▸ Work instructions
Check every line of the entries below for the word "super", and copy the ones that have it.

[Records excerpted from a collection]
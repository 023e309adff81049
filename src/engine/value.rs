use super::{SharedEngine, ValueRef};
use crate::errors::Result;
use crate::managed::{Lifecycle, Managed};
use crate::memory::Address;
use crate::object::WeldStruct;
use crate::types::{parse, StructType};
use crate::view::StructView;
use std::marker::PhantomData;
use tracing::debug;

/// An engine value: an engine-side handle around a data address
///
/// A value built from a [`WeldStruct`] borrows it for `'a`, so the struct
/// stays open while the engine may read it. Values returned by
/// [`WeldModule::run`](super::WeldModule::run) are owned by the engine and
/// are `'static`.
pub struct WeldValue<'a> {
    engine: SharedEngine,
    handle: ValueRef,
    lifecycle: Lifecycle,
    _data: PhantomData<&'a WeldStruct<'a>>,
}

impl<'a> WeldValue<'a> {
    /// Engine value pointing at `input`'s block
    pub fn from_struct(engine: &SharedEngine, input: &'a WeldStruct<'_>) -> Self {
        let address = input.address();
        let handle = engine.value_new(address);
        debug!(handle = handle.0, %address, "created engine value");
        Self::from_engine(engine.clone(), handle)
    }

    pub(crate) fn from_engine(engine: SharedEngine, handle: ValueRef) -> Self {
        WeldValue {
            engine,
            handle,
            lifecycle: Lifecycle::new(),
            _data: PhantomData,
        }
    }

    #[track_caller]
    pub fn handle(&self) -> ValueRef {
        self.check_access();
        self.handle
    }

    /// Address of the value's data
    #[track_caller]
    pub fn data(&self) -> Address {
        self.engine.value_data(self.handle())
    }

    /// Id of the run that produced this value, or -1 for caller-created values
    #[track_caller]
    pub fn run_id(&self) -> i64 {
        self.engine.value_run_id(self.handle())
    }

    /// Decode the value's data as a struct of type `ty`
    ///
    /// # Safety
    ///
    /// The data must actually be laid out as `ty`; nothing here can check it.
    #[track_caller]
    pub unsafe fn view(&self, ty: &StructType) -> StructView<'_> {
        StructView::new(self.data(), ty.clone())
    }

    /// Like [`view`](Self::view), with the type given by name, e.g. `{i32, vec[i64]}`
    ///
    /// # Safety
    ///
    /// As for [`view`](Self::view).
    pub unsafe fn view_as(&self, ty: &str) -> Result<StructView<'_>> {
        let ty = parse::parse_struct(ty)?;
        Ok(StructView::new(self.data(), ty))
    }
}

impl WeldValue<'static> {
    /// Engine value pointing at arbitrary memory
    ///
    /// # Safety
    ///
    /// `address` must stay valid for as long as the engine may read it.
    pub unsafe fn from_address(engine: &SharedEngine, address: Address) -> Self {
        let handle = engine.value_new(address);
        debug!(handle = handle.0, %address, "created engine value");
        Self::from_engine(engine.clone(), handle)
    }
}

impl Managed for WeldValue<'_> {
    fn lifecycle(&self) -> &Lifecycle {
        &self.lifecycle
    }

    fn release(&self) {
        self.engine.value_free(self.handle);
    }

    fn kind(&self) -> &'static str {
        "value"
    }
}

impl Drop for WeldValue<'_> {
    fn drop(&mut self) {
        self.finalize();
    }
}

▸ Response for this exercise
use super::{SharedEngine, ValueRef};
/// [`WeldModule::run`](super::WeldModule::run) are owned by the engine and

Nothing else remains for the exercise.